- [WHAT YOU HAVE TO DO]: Filter the entries and keep only the lines where the string "modules" appears.

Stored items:
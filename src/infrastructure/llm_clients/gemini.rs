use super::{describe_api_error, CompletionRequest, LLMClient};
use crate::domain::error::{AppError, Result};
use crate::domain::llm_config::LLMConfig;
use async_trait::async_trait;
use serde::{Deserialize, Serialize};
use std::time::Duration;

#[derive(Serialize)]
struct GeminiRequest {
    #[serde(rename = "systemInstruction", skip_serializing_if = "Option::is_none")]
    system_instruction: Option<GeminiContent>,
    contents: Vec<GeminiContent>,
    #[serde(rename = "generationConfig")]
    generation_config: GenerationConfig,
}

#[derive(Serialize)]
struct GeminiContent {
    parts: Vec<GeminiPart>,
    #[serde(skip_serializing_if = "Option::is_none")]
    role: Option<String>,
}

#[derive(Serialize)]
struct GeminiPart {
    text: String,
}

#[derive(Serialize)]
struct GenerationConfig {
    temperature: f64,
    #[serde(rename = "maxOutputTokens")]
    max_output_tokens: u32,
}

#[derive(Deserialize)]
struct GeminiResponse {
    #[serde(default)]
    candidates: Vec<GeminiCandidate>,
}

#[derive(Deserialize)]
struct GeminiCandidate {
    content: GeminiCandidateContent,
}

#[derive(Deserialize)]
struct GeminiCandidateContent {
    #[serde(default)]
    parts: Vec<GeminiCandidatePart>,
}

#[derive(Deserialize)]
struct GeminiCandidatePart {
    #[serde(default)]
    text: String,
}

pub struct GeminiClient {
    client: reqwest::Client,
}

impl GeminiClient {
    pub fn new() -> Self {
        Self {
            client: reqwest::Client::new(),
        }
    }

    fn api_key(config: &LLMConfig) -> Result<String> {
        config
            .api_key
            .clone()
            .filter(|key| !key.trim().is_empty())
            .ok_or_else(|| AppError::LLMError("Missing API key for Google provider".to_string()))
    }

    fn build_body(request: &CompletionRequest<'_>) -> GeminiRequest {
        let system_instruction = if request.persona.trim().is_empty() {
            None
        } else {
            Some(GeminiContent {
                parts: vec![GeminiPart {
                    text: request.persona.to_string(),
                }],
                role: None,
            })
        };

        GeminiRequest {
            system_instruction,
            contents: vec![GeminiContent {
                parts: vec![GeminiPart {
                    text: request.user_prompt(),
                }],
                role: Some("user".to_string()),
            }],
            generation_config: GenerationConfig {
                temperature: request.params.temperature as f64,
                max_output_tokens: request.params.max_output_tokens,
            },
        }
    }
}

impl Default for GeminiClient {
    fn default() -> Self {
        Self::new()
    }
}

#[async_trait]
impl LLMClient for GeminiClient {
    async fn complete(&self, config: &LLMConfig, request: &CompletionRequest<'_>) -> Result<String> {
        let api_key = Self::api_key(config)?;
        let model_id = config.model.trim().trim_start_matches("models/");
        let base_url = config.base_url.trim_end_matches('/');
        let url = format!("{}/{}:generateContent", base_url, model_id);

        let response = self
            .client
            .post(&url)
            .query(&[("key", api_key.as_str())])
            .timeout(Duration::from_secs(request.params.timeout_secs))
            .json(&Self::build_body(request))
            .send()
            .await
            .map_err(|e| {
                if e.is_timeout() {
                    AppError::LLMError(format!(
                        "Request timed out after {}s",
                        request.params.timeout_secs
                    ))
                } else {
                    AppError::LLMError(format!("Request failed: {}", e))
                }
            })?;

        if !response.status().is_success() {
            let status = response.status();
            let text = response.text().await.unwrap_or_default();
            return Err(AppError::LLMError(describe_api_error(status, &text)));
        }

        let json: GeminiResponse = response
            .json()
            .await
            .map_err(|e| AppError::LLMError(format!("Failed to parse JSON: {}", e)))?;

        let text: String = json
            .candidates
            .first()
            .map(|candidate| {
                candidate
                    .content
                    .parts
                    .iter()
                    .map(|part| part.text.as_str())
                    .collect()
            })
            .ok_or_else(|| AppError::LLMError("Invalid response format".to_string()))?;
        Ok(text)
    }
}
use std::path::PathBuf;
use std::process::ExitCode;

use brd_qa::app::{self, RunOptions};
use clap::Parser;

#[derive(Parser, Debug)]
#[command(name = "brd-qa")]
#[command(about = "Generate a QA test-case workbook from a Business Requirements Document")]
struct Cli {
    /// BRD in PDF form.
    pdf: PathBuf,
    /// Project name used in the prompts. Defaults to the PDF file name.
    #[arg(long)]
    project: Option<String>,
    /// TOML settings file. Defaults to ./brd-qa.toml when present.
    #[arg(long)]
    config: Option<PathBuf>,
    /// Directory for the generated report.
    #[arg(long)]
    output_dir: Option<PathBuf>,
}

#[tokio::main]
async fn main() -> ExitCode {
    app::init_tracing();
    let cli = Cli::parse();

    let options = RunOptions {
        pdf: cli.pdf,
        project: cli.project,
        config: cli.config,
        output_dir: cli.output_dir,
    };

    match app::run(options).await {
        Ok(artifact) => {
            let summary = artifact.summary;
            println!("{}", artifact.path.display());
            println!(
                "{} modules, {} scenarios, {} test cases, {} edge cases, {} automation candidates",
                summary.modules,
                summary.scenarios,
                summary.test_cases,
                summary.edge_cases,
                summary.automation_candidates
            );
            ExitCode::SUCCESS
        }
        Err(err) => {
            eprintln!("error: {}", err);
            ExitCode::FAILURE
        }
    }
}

--

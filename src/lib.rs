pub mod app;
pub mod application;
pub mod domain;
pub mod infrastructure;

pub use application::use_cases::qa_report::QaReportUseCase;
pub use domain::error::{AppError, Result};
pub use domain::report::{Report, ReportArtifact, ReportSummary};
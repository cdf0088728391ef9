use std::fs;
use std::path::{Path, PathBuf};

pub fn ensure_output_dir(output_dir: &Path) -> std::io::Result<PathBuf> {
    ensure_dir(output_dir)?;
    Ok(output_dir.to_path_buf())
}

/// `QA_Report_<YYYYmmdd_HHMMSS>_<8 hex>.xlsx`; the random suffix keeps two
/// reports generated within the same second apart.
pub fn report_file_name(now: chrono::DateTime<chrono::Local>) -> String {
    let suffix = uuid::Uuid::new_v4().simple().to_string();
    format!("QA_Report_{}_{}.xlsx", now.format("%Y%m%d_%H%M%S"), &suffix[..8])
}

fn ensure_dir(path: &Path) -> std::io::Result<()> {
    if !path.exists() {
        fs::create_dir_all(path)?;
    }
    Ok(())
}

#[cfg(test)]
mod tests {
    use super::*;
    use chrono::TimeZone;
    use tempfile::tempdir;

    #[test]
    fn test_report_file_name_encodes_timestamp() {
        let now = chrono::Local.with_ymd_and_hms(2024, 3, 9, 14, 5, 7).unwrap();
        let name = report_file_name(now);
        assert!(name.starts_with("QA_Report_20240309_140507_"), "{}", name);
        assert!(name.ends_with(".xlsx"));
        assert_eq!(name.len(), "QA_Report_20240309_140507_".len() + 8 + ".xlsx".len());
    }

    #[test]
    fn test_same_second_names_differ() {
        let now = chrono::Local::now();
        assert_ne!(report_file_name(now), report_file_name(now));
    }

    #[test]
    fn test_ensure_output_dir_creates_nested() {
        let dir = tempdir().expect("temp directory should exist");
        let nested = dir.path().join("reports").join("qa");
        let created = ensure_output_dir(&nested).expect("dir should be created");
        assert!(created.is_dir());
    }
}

- [RESPONSE TO THIS TASK]:
                "{} modules, {} scenarios, {} test cases, {} edge cases, {} automation candidates",
                summary.modules,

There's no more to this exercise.